Multiple Correspondence Analyses (MCA) of putative OPX or PCP proteins and the genetic, morphological and ecological features of cyanobacteria.

Joint category quantification plots of the classification of strains according to its morphology, habitat, genome size and the frequency of putative (a) outer membrane polysaccharide export (OPX) or (b) polysaccharide copolymerase (PCP) proteins. Regarding morphology, strains were classified as: U, unicellular; F, filamentous; H, heterocystous. Regarding habitat, strains were classified as: m, multiple or other; F, freshwater; Hs, freshwater/hot spring; M, marine; S, soil. When the information available was discordant strains were considered to have multiple habitats. Regarding genome size, strains were classified as: 1, <3 Mbp; 2, 3–5 Mbp; 3, 5–7 Mbp; 4, >7 Mbp. Categories with similar coordinates and, thus, more closely related to the absence/lower number or higher number of putative OPX and PCP proteins are encircled in blue and orange, respectively.

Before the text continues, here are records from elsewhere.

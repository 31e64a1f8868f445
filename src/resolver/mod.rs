//! Resource resolver: structural queries over a frozen graph + index view.
//!
//! Path lookups and dependency existence are answered from the graph.
//! Missing-dependency detection deliberately walks the raw index entries
//! instead, so a dependency dropped at the graph layer still shows up as
//! missing there while `resolve_dependency` reports `false` for it.

pub mod cycles;

use regex::Regex;
use serde::{Deserialize, Serialize};
use std::collections::BTreeMap;
use tracing::{debug, warn};

use crate::error::{GraphError, Result};
use crate::graph::{GraphData, GraphNode, ResourceGraph};
use crate::indexer::IndexEntry;

/// Outcome of a check that collects missing items.
#[derive(Debug, Clone, Default, PartialEq, Serialize, Deserialize)]
pub struct Resolution {
    /// True when nothing is missing.
    pub found: bool,
    #[serde(default, skip_serializing_if = "Vec::is_empty")]
    pub missing: Vec<String>,
}

impl Resolution {
    fn from_missing(missing: Vec<String>) -> Self {
        Self {
            found: missing.is_empty(),
            missing,
        }
    }
}

/// Nodes whose path matches a pattern.
#[derive(Debug, Clone, Default, PartialEq, Serialize, Deserialize)]
pub struct PathResolution {
    pub found: bool,
    #[serde(default, skip_serializing_if = "Vec::is_empty")]
    pub nodes: Vec<GraphNode>,
    #[serde(default, skip_serializing_if = "Vec::is_empty")]
    pub paths: Vec<String>,
}

/// Counts over one resolution snapshot.
#[derive(Debug, Clone, Copy, Default, PartialEq, Eq, Serialize, Deserialize)]
#[serde(rename_all = "camelCase")]
pub struct ResolutionSummary {
    pub node_count: usize,
    pub edge_count: usize,
    pub missing_dependency_count: usize,
    pub orphan_count: usize,
    pub cycle_count: usize,
    pub non_compliant_count: usize,
}

/// All checks bundled together; embedded in the persisted graph artifact.
#[derive(Debug, Clone, Default, PartialEq, Serialize, Deserialize)]
#[serde(rename_all = "camelCase")]
pub struct Resolutions {
    pub missing_dependencies: Resolution,
    pub orphan_nodes: Vec<GraphNode>,
    pub cyclic_dependencies: Vec<Vec<String>>,
    pub governance_compliance: Resolution,
    pub summary: ResolutionSummary,
}

/// Answers queries over a snapshot of a graph and the index it came from.
#[derive(Debug, Clone)]
pub struct Resolver {
    graph: ResourceGraph,
    index_entries: BTreeMap<String, IndexEntry>,
}

impl Resolver {
    pub fn new(graph: ResourceGraph, index_entries: BTreeMap<String, IndexEntry>) -> Self {
        Self {
            graph,
            index_entries,
        }
    }

    /// Construct from an exported graph payload.
    pub fn from_data(data: GraphData, index_entries: BTreeMap<String, IndexEntry>) -> Result<Self> {
        Ok(Self::new(ResourceGraph::from_data(data)?, index_entries))
    }

    pub fn graph(&self) -> &ResourceGraph {
        &self.graph
    }

    pub fn index_entries(&self) -> &BTreeMap<String, IndexEntry> {
        &self.index_entries
    }

    /// Exact path lookup. A miss is logged, not an error.
    pub fn resolve_file(&self, path: &str) -> Option<&GraphNode> {
        let node = self.graph.get_node_by_path(path);
        if node.is_none() {
            warn!(path, "file not found in resource graph");
        }
        node
    }

    /// Glob-like lookup: `*` matches any run of characters, everything else
    /// is literal, and the whole path must match.
    pub fn resolve_path(&self, pattern: &str) -> Result<PathResolution> {
        let re = pattern_regex(pattern)?;
        let nodes: Vec<GraphNode> = self
            .graph
            .get_nodes()
            .into_iter()
            .filter(|n| re.is_match(&n.path))
            .cloned()
            .collect();
        let paths = nodes.iter().map(|n| n.path.clone()).collect();
        Ok(PathResolution {
            found: !nodes.is_empty(),
            nodes,
            paths,
        })
    }

    /// True only if both paths are nodes and an edge runs between them.
    pub fn resolve_dependency(&self, from_path: &str, to_path: &str) -> bool {
        match (self.resolve_file(from_path), self.resolve_file(to_path)) {
            (Some(from), Some(to)) => self.graph.has_edge(&from.id, &to.id),
            _ => false,
        }
    }

    /// Declared dependencies (from the index) that name no graph node,
    /// formatted as `"<path> -> <dependency>"`.
    pub fn resolve_missing_dependencies(&self) -> Resolution {
        let missing: Vec<String> = self
            .index_entries
            .values()
            .flat_map(|entry| {
                entry
                    .dependencies
                    .iter()
                    .filter(|dep| self.graph.get_node_by_path(&dep.path).is_none())
                    .map(move |dep| format!("{} -> {}", entry.path, dep.path))
            })
            .collect();
        debug!(missing = missing.len(), "missing dependency check");
        Resolution::from_missing(missing)
    }

    /// Nodes with no incoming or outgoing edges.
    pub fn resolve_orphan_nodes(&self) -> Vec<&GraphNode> {
        self.graph
            .get_nodes()
            .into_iter()
            .filter(|n| self.graph.degree(&n.id) == 0)
            .collect()
    }

    /// Dependency cycles as closed node-id lists.
    pub fn resolve_cyclic_dependencies(&self) -> Vec<Vec<String>> {
        cycles::find_cycles(&self.graph)
    }

    /// Nodes without a semantic anchor, by path.
    pub fn resolve_governance_compliance(&self) -> Resolution {
        let missing = self
            .graph
            .get_nodes()
            .into_iter()
            .filter(|n| n.semantic_anchor.is_none())
            .map(|n| n.path.clone())
            .collect();
        Resolution::from_missing(missing)
    }

    /// Run every check and bundle the results.
    pub fn export_resolutions(&self) -> Resolutions {
        let missing_dependencies = self.resolve_missing_dependencies();
        let orphan_nodes: Vec<GraphNode> =
            self.resolve_orphan_nodes().into_iter().cloned().collect();
        let cyclic_dependencies = self.resolve_cyclic_dependencies();
        let governance_compliance = self.resolve_governance_compliance();
        let stats = self.graph.get_statistics();

        let summary = ResolutionSummary {
            node_count: stats.node_count,
            edge_count: stats.edge_count,
            missing_dependency_count: missing_dependencies.missing.len(),
            orphan_count: orphan_nodes.len(),
            cycle_count: cyclic_dependencies.len(),
            non_compliant_count: governance_compliance.missing.len(),
        };

        Resolutions {
            missing_dependencies,
            orphan_nodes,
            cyclic_dependencies,
            governance_compliance,
            summary,
        }
    }
}

/// Translate a `*` glob into an anchored regex with everything else escaped.
fn pattern_regex(pattern: &str) -> Result<Regex> {
    let body = pattern
        .split('*')
        .map(regex::escape)
        .collect::<Vec<_>>()
        .join(".*");
    Regex::new(&format!("^{body}$")).map_err(|source| GraphError::InvalidPattern {
        pattern: pattern.to_string(),
        source,
    })
}
//! Resource graph module.
//!
//! Provides the graph data model, the petgraph-backed engine and
//! export/import of graph snapshots.

pub mod engine;
pub mod persistence;
pub mod types;

pub use engine::ResourceGraph;
pub use types::{node_id, EdgeKind, GraphData, GraphEdge, GraphNode, GraphStatistics};
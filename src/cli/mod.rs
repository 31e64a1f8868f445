//! CLI module for resgraph.
//!
//! Commands:
//! - Build/Load: build, load, list
//! - Inspect: scan, stats
//! - Query: resolve, find, depends, deps
//! - Checks: missing, orphans, cycles, compliance

use anyhow::{bail, Context, Result};
use clap::{Parser, Subcommand};
use serde::Serialize;
use serde_json::json;
use std::io::Write;
use std::path::{Path, PathBuf};

use crate::config::{GraphConfig, STATE_DIR};
use crate::graph::{GraphNode, ResourceGraph};
use crate::pipeline::{
    analyze_repository, build_global_resource_graph, latest_artifact_id,
    load_global_resource_graph, Analysis,
};
use crate::resolver::{Resolution, ResolutionSummary};
use crate::scanner::Scanner;
use crate::store::{ArtifactStore, FileArtifactStore, JsonlEventStream};

#[derive(Parser, Debug)]
#[command(name = "resgraph")]
#[command(about = "Build and query a dependency graph of repository resources")]
#[command(version)]
pub struct Cli {
    /// Project root directory (default: current directory)
    #[arg(short, long, default_value = ".")]
    pub root: PathBuf,

    /// Print machine-readable JSON instead of text
    #[arg(long, global = true)]
    pub json: bool,

    #[command(subcommand)]
    pub command: Commands,
}

#[derive(Subcommand, Debug)]
pub enum Commands {
    // ─── Build ────────────────────────────────────────────────────
    /// Build the global resource graph and store it as an artifact
    Build,

    /// Load a stored graph artifact (latest if no id is given)
    Load {
        /// Artifact id
        id: Option<String>,
    },

    /// List stored artifacts
    List,

    // ─── Inspect ──────────────────────────────────────────────────
    /// Scan the repository and classify every file
    Scan,

    /// Graph statistics and check summary
    Stats,

    // ─── Query ────────────────────────────────────────────────────
    /// Look up a resource by exact path
    Resolve {
        /// Root-relative path
        path: String,
    },

    /// Find resources whose path matches a pattern (`*` is a wildcard)
    Find {
        /// Path pattern, e.g. "src/*.ts"
        pattern: String,
    },

    /// Check whether one resource depends directly on another
    Depends { from: String, to: String },

    /// Dependencies and dependents of a resource
    Deps {
        /// Root-relative path
        path: String,
    },

    // ─── Checks ───────────────────────────────────────────────────
    /// Declared dependencies that do not name a resource in the graph
    Missing,

    /// Resources with no dependencies and no dependents
    Orphans,

    /// Dependency cycles
    Cycles,

    /// Resources without a semantic anchor
    Compliance,
}

/// Execute a parsed command, writing its report to `out`.
pub fn run(cli: &Cli, out: &mut dyn Write) -> Result<()> {
    let root = cli.root.canonicalize().unwrap_or_else(|_| cli.root.clone());
    let config = GraphConfig::load_for_root(&root);
    let state_dir = root.join(STATE_DIR);

    match &cli.command {
        Commands::Build => cmd_build(&root, &config, &state_dir, cli.json, out),
        Commands::Load { id } => cmd_load(&config, &state_dir, id.as_deref(), cli.json, out),
        Commands::List => cmd_list(&config, &state_dir, cli.json, out),
        Commands::Scan => cmd_scan(&root, &config, cli.json, out),
        query => {
            let analysis = analyze_repository(&root, &config)
                .with_context(|| format!("failed to analyse {}", root.display()))?;
            cmd_query(query, &analysis, cli.json, out)
        }
    }
}

fn artifact_store(config: &GraphConfig, state_dir: &Path) -> FileArtifactStore {
    FileArtifactStore::new(config.resolve_artifact_dir(state_dir))
}

// ─── Build / Load ─────────────────────────────────────────────────

fn cmd_build(
    root: &Path,
    config: &GraphConfig,
    state_dir: &Path,
    as_json: bool,
    out: &mut dyn Write,
) -> Result<()> {
    let store = artifact_store(config, state_dir);
    let events = JsonlEventStream::new(config.resolve_event_log(state_dir));
    let outcome = build_global_resource_graph(root, config, &store, &events)?;

    if as_json {
        return write_json(
            out,
            &json!({
                "artifactId": outcome.artifact_id,
                "version": outcome.graph.version,
                "statistics": outcome.graph.statistics,
                "summary": outcome.graph.resolutions.summary,
            }),
        );
    }

    writeln!(out, "Built global resource graph {}", outcome.artifact_id)?;
    writeln!(out, "Stored in {}", store.dir().display())?;
    write_summary(out, &outcome.graph.resolutions.summary)?;
    Ok(())
}

fn cmd_load(
    config: &GraphConfig,
    state_dir: &Path,
    id: Option<&str>,
    as_json: bool,
    out: &mut dyn Write,
) -> Result<()> {
    let store = artifact_store(config, state_dir);
    let id = match id {
        Some(id) => id.to_string(),
        None => match latest_artifact_id(&store)? {
            Some(id) => id,
            None => bail!("no stored graph artifacts in {}", store.dir().display()),
        },
    };
    let loaded = load_global_resource_graph(&store, &id)?;

    if as_json {
        return write_json(out, &loaded.graph);
    }

    let graph = &loaded.graph;
    writeln!(out, "Artifact:  {}", loaded.artifact_id)?;
    writeln!(out, "Version:   {}", graph.version)?;
    writeln!(out, "Built at:  {}", graph.timestamp.to_rfc3339())?;
    write_summary(out, &graph.resolutions.summary)?;
    Ok(())
}

fn cmd_list(
    config: &GraphConfig,
    state_dir: &Path,
    as_json: bool,
    out: &mut dyn Write,
) -> Result<()> {
    let store = artifact_store(config, state_dir);
    let summaries = store.list_artifacts()?;
    if as_json {
        return write_json(out, &summaries);
    }
    if summaries.is_empty() {
        writeln!(out, "No artifacts in {}", store.dir().display())?;
    }
    for s in &summaries {
        writeln!(out, "{}  {}  {}", s.timestamp.to_rfc3339(), s.artifact_type, s.id)?;
    }
    Ok(())
}

// ─── Inspect ──────────────────────────────────────────────────────

fn cmd_scan(root: &Path, config: &GraphConfig, as_json: bool, out: &mut dyn Write) -> Result<()> {
    let mut scanner = Scanner::new(&config.excluding_state_dir());
    let results = scanner.scan_repository(root)?;
    if as_json {
        return write_json(out, &results);
    }
    for r in &results {
        writeln!(
            out,
            "{:<50} {:<14} {:<11} {:<9} {:>8}",
            r.path,
            r.resource_type.to_string(),
            r.language.to_string(),
            r.format.to_string(),
            r.size
        )?;
    }
    writeln!(out)?;
    writeln!(out, "{}", scanner.summary())?;
    Ok(())
}

// ─── Queries ──────────────────────────────────────────────────────

fn cmd_query(
    command: &Commands,
    analysis: &Analysis,
    as_json: bool,
    out: &mut dyn Write,
) -> Result<()> {
    let resolver = &analysis.resolver;
    let graph = analysis.graph();

    match command {
        Commands::Stats => {
            let stats = graph.get_statistics();
            let summary = resolver.export_resolutions().summary;
            if as_json {
                return write_json(out, &json!({ "statistics": stats, "summary": summary }));
            }
            writeln!(out, "Nodes:      {}", stats.node_count)?;
            writeln!(out, "Edges:      {}", stats.edge_count)?;
            writeln!(out, "Avg degree: {:.2}", stats.avg_degree)?;
            write_summary(out, &summary)?;
        }

        Commands::Resolve { path } => {
            let node = resolver.resolve_file(path);
            if as_json {
                return write_json(out, &json!({ "found": node.is_some(), "node": node }));
            }
            match node {
                Some(n) => write_node(out, n)?,
                None => writeln!(out, "Not found: {path}")?,
            }
        }

        Commands::Find { pattern } => {
            let res = resolver.resolve_path(pattern)?;
            if as_json {
                return write_json(out, &res);
            }
            if !res.found {
                writeln!(out, "No resources match '{pattern}'")?;
            }
            for p in &res.paths {
                writeln!(out, "{p}")?;
            }
        }

        Commands::Depends { from, to } => {
            let connected = resolver.resolve_dependency(from, to);
            if as_json {
                return write_json(
                    out,
                    &json!({ "from": from, "to": to, "dependency": connected }),
                );
            }
            let verdict = if connected { "depends on" } else { "does not depend on" };
            writeln!(out, "{from} {verdict} {to}")?;
        }

        Commands::Deps { path } => {
            let Some(node) = resolver.resolve_file(path) else {
                bail!("resource not found: {path}");
            };
            let declared: Vec<String> = resolver
                .index_entries()
                .get(path)
                .map(|e| e.dependencies.iter().map(|d| d.path.clone()).collect())
                .unwrap_or_default();
            let dependencies = paths(graph.get_dependencies(&node.id));
            let dependents = paths(graph.get_dependents(&node.id));
            if as_json {
                return write_json(
                    out,
                    &json!({
                        "path": path,
                        "dependencies": dependencies,
                        "dependents": dependents,
                        "declared": declared,
                    }),
                );
            }
            writeln!(out, "{path}")?;
            write_list(out, "Depends on", &dependencies)?;
            write_list(out, "Used by", &dependents)?;
            let unresolved: Vec<String> = declared
                .into_iter()
                .filter(|d| graph.get_node_by_path(d).is_none())
                .collect();
            write_list(out, "Unresolved", &unresolved)?;
        }

        Commands::Missing => {
            let res = resolver.resolve_missing_dependencies();
            write_resolution(
                out,
                &res,
                as_json,
                "All declared dependencies resolve",
                "missing dependencies",
            )?;
        }

        Commands::Orphans => {
            let orphans = paths(resolver.resolve_orphan_nodes());
            if as_json {
                return write_json(out, &orphans);
            }
            write_list(out, "Orphans", &orphans)?;
        }

        Commands::Cycles => {
            let cycles = resolver.resolve_cyclic_dependencies();
            if as_json {
                return write_json(out, &cycles);
            }
            if cycles.is_empty() {
                writeln!(out, "No dependency cycles")?;
            }
            for cycle in &cycles {
                writeln!(out, "{}", cycle_paths(graph, cycle).join(" -> "))?;
            }
        }

        Commands::Compliance => {
            let res = resolver.resolve_governance_compliance();
            write_resolution(
                out,
                &res,
                as_json,
                "Every resource has a semantic anchor",
                "without semantic anchor",
            )?;
        }

        Commands::Build | Commands::Load { .. } | Commands::List | Commands::Scan => {
            bail!("{command:?} is not a query command")
        }
    }
    Ok(())
}

// ─── Output Helpers ───────────────────────────────────────────────

fn write_json<T: Serialize + ?Sized>(out: &mut dyn Write, value: &T) -> Result<()> {
    serde_json::to_writer_pretty(&mut *out, value)?;
    writeln!(out)?;
    Ok(())
}

fn write_node(out: &mut dyn Write, node: &GraphNode) -> Result<()> {
    writeln!(out, "{}", node.path)?;
    writeln!(out, "  id:       {}", node.id)?;
    writeln!(out, "  type:     {}", node.resource_type)?;
    writeln!(out, "  language: {}", node.language)?;
    if let Some(anchor) = &node.semantic_anchor {
        writeln!(out, "  anchor:   {anchor}")?;
    }
    if let Some(layer) = &node.layer {
        writeln!(out, "  layer:    {layer}")?;
    }
    if let Some(version) = &node.charter_version {
        writeln!(out, "  charter:  {version}")?;
    }
    Ok(())
}

fn write_list(out: &mut dyn Write, title: &str, items: &[String]) -> Result<()> {
    writeln!(out, "{title} ({}):", items.len())?;
    for item in items {
        writeln!(out, "  {item}")?;
    }
    Ok(())
}

fn write_resolution(
    out: &mut dyn Write,
    res: &Resolution,
    as_json: bool,
    ok_message: &str,
    label: &str,
) -> Result<()> {
    if as_json {
        return write_json(out, res);
    }
    if res.found {
        writeln!(out, "{ok_message}")?;
        return Ok(());
    }
    writeln!(out, "{} {label}:", res.missing.len())?;
    for item in &res.missing {
        writeln!(out, "  {item}")?;
    }
    Ok(())
}

fn write_summary(out: &mut dyn Write, summary: &ResolutionSummary) -> Result<()> {
    writeln!(out, "Resources:            {}", summary.node_count)?;
    writeln!(out, "Dependencies:         {}", summary.edge_count)?;
    writeln!(out, "Missing dependencies: {}", summary.missing_dependency_count)?;
    writeln!(out, "Orphans:              {}", summary.orphan_count)?;
    writeln!(out, "Cycles:               {}", summary.cycle_count)?;
    writeln!(out, "Without anchor:       {}", summary.non_compliant_count)?;
    Ok(())
}

fn paths(nodes: Vec<&GraphNode>) -> Vec<String> {
    nodes.into_iter().map(|n| n.path.clone()).collect()
}

fn cycle_paths(graph: &ResourceGraph, cycle: &[String]) -> Vec<String> {
    cycle
        .iter()
        .map(|id| {
            graph
                .get_node_by_id(id)
                .map(|n| n.path.clone())
                .unwrap_or_else(|| id.clone())
        })
        .collect()
}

Analysis of characteristic proteins of the main pathways of EPS production and identification of amino acid patterns for Wzy/WaaL or Alg8/BcsA

As identifiable hallmarks of the Wzy-, ABC transporter- and Synthase-dependent pathways, Wzx and Wzy/WaaL, KpsM/Wzm and Alg8/BcsA were selected for an extended analysis. Maximum Likelihood (ML) unrooted trees of the cyanobacterial sequences were generated using the sequences limited to their conserved domains (data not shown). Putative Wzx clustered in different groups, depending on the presence of the Polysacc_synt (or the closely related Polysacc_synt_3) or MatE domains. In contrast, for the putative Wzy/WaaL, the groups were heterogeneous, comprising sequences with the O-antigen_lig or the Wzy_C domains. Bootstrapped supported groups were also obtained for Alg8/BcsA, all with the Glyco_tranf_2_3 domain. Moreover, all the sequences possessing the additional PilZ domain were included in the same group.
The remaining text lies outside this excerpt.